(Saved entries)
..........

//! Conversion entry points.
//!
//! A conversion runs in two phases:
//!
//! 1. **Pre-pass** (blocking): bind pdfium, open the document, rasterise every
//!    page and extract its regions and outline entries. pdfium is not
//!    async-safe, so this runs inside `spawn_blocking` and the document is
//!    closed before anything is dispatched.
//! 2. **Dispatch** (async): the chunk scheduler feeds pages to the
//!    recognizer and the merger joins the results.
//!
//! [`convert_document`] skips the pdfium part and works on any
//! [`DocumentSource`], which is how the integration tests drive the pipeline.

use crate::config::ConversionConfig;
use crate::document::{bind_pdfium, DocumentSource, PdfiumDocument};
use crate::error::PdfMorphError;
use crate::output::{ConversionOutput, ConversionStats, DocumentMetadata, InspectReport, PageSummary};
use crate::page::Page;
use crate::pipeline::llm::VlmRecognizer;
use crate::pipeline::recognize::ContentRecognizer;
use crate::pipeline::prepass::{self, PrepassOptions};
use crate::pipeline::{chunk, input, merge, toc};
use edgequake_llm::{LLMProvider, ProviderFactory};
use std::path::{Path, PathBuf};
use std::sync::Arc;
use std::time::Instant;
use tracing::info;

/// Convert a PDF file or URL using a vision LLM as the recognizer.
///
/// # Errors
/// Returns `Err(PdfMorphError)` only for fatal errors: unreadable input, a PDF
/// that cannot be opened, a page that cannot be rasterised, or no usable
/// provider. Recognition failures show up as failed pages in the output.
pub async fn convert(
    input_str: impl AsRef<str>,
    config: &ConversionConfig,
) -> Result<ConversionOutput, PdfMorphError> {
    let provider = resolve_provider(config).await?;
    let recognizer = Arc::new(VlmRecognizer::new(provider, config));
    convert_with(input_str, recognizer, config).await
}

/// Convert a PDF file or URL with a caller-supplied recognizer.
pub async fn convert_with(
    input_str: impl AsRef<str>,
    recognizer: Arc<dyn ContentRecognizer>,
    config: &ConversionConfig,
) -> Result<ConversionOutput, PdfMorphError> {
    let total_start = Instant::now();
    let input_str = input_str.as_ref();
    info!("Starting conversion: {}", input_str);

    let resolved = input::resolve(input_str, config.download_timeout_secs).await?;
    let path = resolved.path().to_path_buf();

    let prepass_start = Instant::now();
    let options = PrepassOptions::from(config);
    let password = config.password.clone();
    let (pages, metadata) = tokio::task::spawn_blocking(move || {
        let pdfium = bind_pdfium()?;
        let document = PdfiumDocument::open(&pdfium, &path, password.as_deref())?;
        let pages = prepass::prepare_pages(&document, &options)?;
        Ok::<_, PdfMorphError>((pages, document.metadata()))
    })
    .await
    .map_err(|e| PdfMorphError::Internal(format!("Pre-pass task panicked: {}", e)))??;
    let prepass_ms = prepass_start.elapsed().as_millis() as u64;

    Ok(finish(pages, metadata, recognizer, config, prepass_ms, total_start).await)
}

/// Convert any [`DocumentSource`] with the given recognizer.
///
/// The pre-pass runs on the calling thread.
pub async fn convert_document(
    source: &dyn DocumentSource,
    recognizer: Arc<dyn ContentRecognizer>,
    config: &ConversionConfig,
) -> Result<ConversionOutput, PdfMorphError> {
    let total_start = Instant::now();
    let pages = prepass::prepare_pages(source, &PrepassOptions::from(config))?;
    let metadata = source.metadata();
    let prepass_ms = total_start.elapsed().as_millis() as u64;
    Ok(finish(pages, metadata, recognizer, config, prepass_ms, total_start).await)
}

async fn finish(
    pages: Vec<Page>,
    metadata: DocumentMetadata,
    recognizer: Arc<dyn ContentRecognizer>,
    config: &ConversionConfig,
    prepass_duration_ms: u64,
    total_start: Instant,
) -> ConversionOutput {
    let dispatch_start = Instant::now();
    let (settled, chunks) = chunk::dispatch(pages, recognizer, config).await;
    let dispatch_duration_ms = dispatch_start.elapsed().as_millis() as u64;

    let text = merge::assemble(&settled, config.format, config.separator());
    let images: Vec<_> = settled.iter().flat_map(|p| p.regions.iter().cloned()).collect();
    let summaries: Vec<PageSummary> = settled.iter().map(PageSummary::from).collect();

    let failed_pages = settled.iter().filter(|p| p.outcome().is_failed()).count();
    let mut stats = ConversionStats {
        total_pages: settled.len(),
        recognized_pages: settled.len() - failed_pages,
        failed_pages,
        chunks: chunks.len(),
        failed_chunks: chunks.iter().filter(|c| !c.succeeded).count(),
        toc_entries: settled.iter().map(|p| p.toc.len()).sum(),
        prepass_duration_ms,
        dispatch_duration_ms,
        total_duration_ms: total_start.elapsed().as_millis() as u64,
        ..Default::default()
    };
    stats.count_regions(&images);

    info!(
        "Conversion complete: {}/{} pages, {} regions, {}ms total",
        stats.recognized_pages,
        stats.total_pages,
        images.len(),
        stats.total_duration_ms
    );

    ConversionOutput {
        text,
        images,
        pages: summaries,
        chunks,
        metadata,
        stats,
    }
}

/// Convert and write the merged text to `output_path`.
///
/// Uses atomic write (temp file + rename) to prevent partial files.
pub async fn convert_to_file(
    input_str: impl AsRef<str>,
    output_path: impl AsRef<Path>,
    config: &ConversionConfig,
) -> Result<ConversionOutput, PdfMorphError> {
    let output = convert(input_str, config).await?;
    write_atomic(output_path.as_ref(), &output.text).await?;
    Ok(output)
}

pub(crate) async fn write_atomic(path: &Path, text: &str) -> Result<(), PdfMorphError> {
    let write_err = |source| PdfMorphError::OutputWriteFailed {
        path: path.to_path_buf(),
        source,
    };
    if let Some(parent) = path.parent().filter(|p| !p.as_os_str().is_empty()) {
        tokio::fs::create_dir_all(parent).await.map_err(write_err)?;
    }
    let mut tmp = path.as_os_str().to_owned();
    tmp.push(".tmp");
    let tmp = PathBuf::from(tmp);
    tokio::fs::write(&tmp, text).await.map_err(write_err)?;
    tokio::fs::rename(&tmp, path).await.map_err(write_err)
}

/// Synchronous wrapper around [`convert`].
///
/// Creates a temporary tokio runtime internally.
pub fn convert_sync(
    input_str: impl AsRef<str>,
    config: &ConversionConfig,
) -> Result<ConversionOutput, PdfMorphError> {
    tokio::runtime::Runtime::new()
        .map_err(|e| PdfMorphError::Internal(format!("Failed to create tokio runtime: {}", e)))?
        .block_on(convert(input_str, config))
}

/// Read metadata and the resolved outline without rendering or recognition.
///
/// Does not require an LLM provider or API key.
pub async fn inspect(
    input_str: impl AsRef<str>,
    password: Option<&str>,
) -> Result<InspectReport, PdfMorphError> {
    let resolved = input::resolve(input_str.as_ref(), 120).await?;
    let path = resolved.path().to_path_buf();
    let password = password.map(str::to_string);
    tokio::task::spawn_blocking(move || {
        let pdfium = bind_pdfium()?;
        let document = PdfiumDocument::open(&pdfium, &path, password.as_deref())?;
        Ok(inspect_document(&document))
    })
    .await
    .map_err(|e| PdfMorphError::Internal(format!("Inspect task panicked: {}", e)))?
}

/// [`inspect`] for an already open [`DocumentSource`].
pub fn inspect_document(source: &dyn DocumentSource) -> InspectReport {
    InspectReport {
        metadata: source.metadata(),
        toc: toc::extract_toc(source),
    }
}

// ── Provider resolution ──────────────────────────────────────────────────

fn create_vision_provider(
    provider_name: &str,
    model: &str,
) -> Result<Arc<dyn LLMProvider>, PdfMorphError> {
    ProviderFactory::create_llm_provider(provider_name, model).map_err(|e| {
        PdfMorphError::ProviderNotConfigured {
            provider: provider_name.to_string(),
            hint: format!("{e}"),
        }
    })
}

/// Resolve the LLM provider, from most-specific to least-specific:
///
/// 1. `config.provider`, used as-is
/// 2. `config.provider_name` (+ `config.model`)
/// 3. `EDGEQUAKE_LLM_PROVIDER` + `EDGEQUAKE_MODEL` when both are set
/// 4. OpenAI when `OPENAI_API_KEY` is set
/// 5. `ProviderFactory::from_env` auto-detection
async fn resolve_provider(config: &ConversionConfig) -> Result<Arc<dyn LLMProvider>, PdfMorphError> {
    if let Some(ref provider) = config.provider {
        return Ok(Arc::clone(provider));
    }

    if let Some(ref name) = config.provider_name {
        let model = config.model.as_deref().unwrap_or("gpt-4.1-nano");
        return create_vision_provider(name, model);
    }

    if let (Ok(prov), Ok(model)) = (
        std::env::var("EDGEQUAKE_LLM_PROVIDER"),
        std::env::var("EDGEQUAKE_MODEL"),
    ) {
        if !prov.is_empty() && !model.is_empty() {
            return create_vision_provider(&prov, &model);
        }
    }

    if let Ok(openai_key) = std::env::var("OPENAI_API_KEY") {
        if !openai_key.is_empty() {
            let model = config.model.as_deref().unwrap_or("gpt-4.1-nano");
            return create_vision_provider("openai", model);
        }
    }

    let (llm_provider, _embedding) =
        ProviderFactory::from_env().map_err(|e| PdfMorphError::ProviderNotConfigured {
            provider: "auto".to_string(),
            hint: format!(
                "No LLM provider could be auto-detected from environment.\n\
                Set OPENAI_API_KEY, ANTHROPIC_API_KEY, or configure a provider.\n\
                Error: {}",
                e
            ),
        })?;

    Ok(llm_provider)
}

#[cfg(test)]
mod tests {
    use super::*;

    #[tokio::test]
    async fn atomic_write_creates_parents_and_leaves_no_temp() {
        let dir = tempfile::tempdir().unwrap();
        let target = dir.path().join("nested/out.md");
        write_atomic(&target, "# Hello").await.unwrap();
        assert_eq!(std::fs::read_to_string(&target).unwrap(), "# Hello");
        assert!(!dir.path().join("nested/out.md.tmp").exists());
    }

    #[tokio::test]
    async fn atomic_write_replaces_existing_file() {
        let dir = tempfile::tempdir().unwrap();
        let target = dir.path().join("out.tex");
        std::fs::write(&target, "old").unwrap();
        write_atomic(&target, "new").await.unwrap();
        assert_eq!(std::fs::read_to_string(&target).unwrap(), "new");
    }
}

..........

Every line above in which the word "images" occurs needs to be copied.

■ Your response
    let images: Vec<_> = settled.iter().flat_map(|p| p.regions.iter().cloned()).collect();
    stats.count_regions(&images);
        images.len(),
        images,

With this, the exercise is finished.